● Task directions: Every line of the data is to be transcribed as it stands.

**** Data provided ****

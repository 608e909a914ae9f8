//! Invocation of a coding agent CLI in print mode.
//!
//! Shared by the agent fixer, the review gate and the post-run analyzer:
//! `<program> -p <prompt> --output-format json [extra args...]`, parsed into
//! the agent's `{result, is_error, subtype}` reply.

use std::sync::Arc;
use std::time::Duration;

use mender_tools::{truncate_output, ExecutionEnvironment, TruncationMode};
use serde::Deserialize;

/// Base budget for one agent call in the first outer iteration.
pub const AGENT_BASE_TIMEOUT: Duration = Duration::from_secs(120);

/// Ceiling for one agent call regardless of iteration.
pub const AGENT_MAX_TIMEOUT: Duration = Duration::from_secs(600);

/// Growth of the agent budget per outer iteration.
pub const AGENT_TIMEOUT_GROWTH: f64 = 1.5;

/// Reply shape from `<agent> -p --output-format json`.
#[derive(Debug, Clone, Default, Deserialize)]
pub struct AgentReply {
    #[serde(default)]
    pub result: String,
    #[serde(default)]
    pub is_error: bool,
    #[serde(default)]
    pub subtype: String,
}

impl AgentReply {
    pub fn is_failure(&self) -> bool {
        self.is_error || self.subtype == "error"
    }
}

/// Outcome of one agent process.
#[derive(Debug)]
pub struct AgentRun {
    pub reply: AgentReply,
    /// The process exited with status 0.
    pub exited_cleanly: bool,
}

pub struct AgentCli {
    env: Arc<dyn ExecutionEnvironment>,
    program: String,
    extra_args: Vec<String>,
}

impl AgentCli {
    pub fn new(env: Arc<dyn ExecutionEnvironment>, program: impl Into<String>) -> Self {
        Self {
            env,
            program: program.into(),
            extra_args: Vec::new(),
        }
    }

    pub fn with_args(mut self, args: Vec<String>) -> Self {
        self.extra_args = args;
        self
    }

    pub fn program(&self) -> &str {
        &self.program
    }

    pub fn env(&self) -> &dyn ExecutionEnvironment {
        self.env.as_ref()
    }

    fn command_args(&self, prompt: String) -> Vec<String> {
        let mut args = vec![
            "-p".to_string(),
            prompt,
            "--output-format".to_string(),
            "json".to_string(),
        ];
        args.extend(self.extra_args.iter().cloned());
        args
    }

    /// Run the agent once. `Err` carries a message for the caller's error
    /// variant: spawn failure, timeout, or unparseable output.
    pub async fn run(&self, prompt: String, timeout: Duration) -> Result<AgentRun, String> {
        let result = self
            .env
            .exec_program(&self.program, &self.command_args(prompt), timeout)
            .await
            .map_err(|e| format!("failed to run {}: {e}", self.program))?;
        if result.timed_out {
            return Err(format!(
                "{} timed out after {}s",
                self.program,
                timeout.as_secs()
            ));
        }
        let reply = parse_reply(&result.stdout, &result.stderr)?;
        Ok(AgentRun {
            reply,
            exited_cleanly: result.success(),
        })
    }
}

pub(crate) fn parse_reply(stdout: &str, stderr: &str) -> Result<AgentReply, String> {
    if stdout.trim().is_empty() {
        return Err(format!(
            "agent produced no output. stderr: {}",
            truncate_output(stderr.trim(), 500, TruncationMode::Tail)
        ));
    }
    serde_json::from_str(stdout.trim()).map_err(|e| {
        format!(
            "failed to parse agent output: {e}; raw: {}",
            truncate_output(stdout.trim(), 500, TruncationMode::HeadTail)
        )
    })
}

/// Agent budget for an outer iteration: `base * growth^(iteration - 1)`,
/// capped at `max`.
pub fn iteration_timeout(base: Duration, max: Duration, iteration: u32) -> Duration {
    let exponent = i32::try_from(iteration.saturating_sub(1)).unwrap_or(i32::MAX);
    let secs = base.as_secs_f64() * AGENT_TIMEOUT_GROWTH.powi(exponent);
    if !secs.is_finite() || secs >= max.as_secs_f64() {
        return max;
    }
    Duration::from_secs_f64(secs.max(0.0))
}

/// The outermost `{...}` block of free text, for agents that wrap JSON in prose.
pub(crate) fn json_object(text: &str) -> Option<&str> {
    let start = text.find('{')?;
    let end = text.rfind('}')?;
    (start < end).then(|| &text[start..=end])
}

****

● Result:
repository 608e909a914ae9f8
//! Invocation of a coding agent CLI in print mode.
//!
//! Shared by the agent fixer, the review gate and the post-run analyzer:
//! `<program> -p <prompt> --output-format json [extra args...]`, parsed into
//! the agent's `{result, is_error, subtype}` reply.

use std::sync::Arc;
use std::time::Duration;

use mender_tools::{truncate_output, ExecutionEnvironment, TruncationMode};
use serde::Deserialize;

/// Base budget for one agent call in the first outer iteration.
pub const AGENT_BASE_TIMEOUT: Duration = Duration::from_secs(120);

/// Ceiling for one agent call regardless of iteration.
pub const AGENT_MAX_TIMEOUT: Duration = Duration::from_secs(600);

/// Growth of the agent budget per outer iteration.
pub const AGENT_TIMEOUT_GROWTH: f64 = 1.5;

/// Reply shape from `<agent> -p --output-format json`.
#[derive(Debug, Clone, Default, Deserialize)]
pub struct AgentReply {
    #[serde(default)]
    pub result: String,
    #[serde(default)]
    pub is_error: bool,
    #[serde(default)]
    pub subtype: String,
}

impl AgentReply {
    pub fn is_failure(&self) -> bool {
        self.is_error || self.subtype == "error"
    }
}

/// Outcome of one agent process.
#[derive(Debug)]
pub struct AgentRun {
    pub reply: AgentReply,
    /// The process exited with status 0.
    pub exited_cleanly: bool,
}

pub struct AgentCli {
    env: Arc<dyn ExecutionEnvironment>,
    program: String,
    extra_args: Vec<String>,
}

impl AgentCli {
    pub fn new(env: Arc<dyn ExecutionEnvironment>, program: impl Into<String>) -> Self {
        Self {
            env,
            program: program.into(),
            extra_args: Vec::new(),
        }
    }

    pub fn with_args(mut self, args: Vec<String>) -> Self {
        self.extra_args = args;
        self
    }

    pub fn program(&self) -> &str {
        &self.program
    }

    pub fn env(&self) -> &dyn ExecutionEnvironment {
        self.env.as_ref()
    }

    fn command_args(&self, prompt: String) -> Vec<String> {
        let mut args = vec![
            "-p".to_string(),
            prompt,
            "--output-format".to_string(),
            "json".to_string(),
        ];
        args.extend(self.extra_args.iter().cloned());
        args
    }

    /// Run the agent once. `Err` carries a message for the caller's error
    /// variant: spawn failure, timeout, or unparseable output.
    pub async fn run(&self, prompt: String, timeout: Duration) -> Result<AgentRun, String> {
        let result = self
            .env
            .exec_program(&self.program, &self.command_args(prompt), timeout)
            .await
            .map_err(|e| format!("failed to run {}: {e}", self.program))?;
        if result.timed_out {
            return Err(format!(
                "{} timed out after {}s",
                self.program,
                timeout.as_secs()
            ));
        }
        let reply = parse_reply(&result.stdout, &result.stderr)?;
        Ok(AgentRun {
            reply,
            exited_cleanly: result.success(),
        })
    }
}

pub(crate) fn parse_reply(stdout: &str, stderr: &str) -> Result<AgentReply, String> {
    if stdout.trim().is_empty() {
        return Err(format!(
            "agent produced no output. stderr: {}",
            truncate_output(stderr.trim(), 500, TruncationMode::Tail)
        ));
    }
    serde_json::from_str(stdout.trim()).map_err(|e| {
        format!(
            "failed to parse agent output: {e}; raw: {}",
            truncate_output(stdout.trim(), 500, TruncationMode::HeadTail)
        )
    })
}

/// Agent budget for an outer iteration: `base * growth^(iteration - 1)`,
/// capped at `max`.
pub fn iteration_timeout(base: Duration, max: Duration, iteration: u32) -> Duration {
    let exponent = i32::try_from(iteration.saturating_sub(1)).unwrap_or(i32::MAX);
    let secs = base.as_secs_f64() * AGENT_TIMEOUT_GROWTH.powi(exponent);
    if !secs.is_finite() || secs >= max.as_secs_f64() {
        return max;
    }
    Duration::from_secs_f64(secs.max(0.0))
}

/// The outermost `{...}` block of free text, for agents that wrap JSON in prose.
pub(crate) fn json_object(text: &str) -> Option<&str> {
    let start = text.find('{')?;
    let end = text.rfind('}')?;
    (start < end).then(|| &text[start..=end])
}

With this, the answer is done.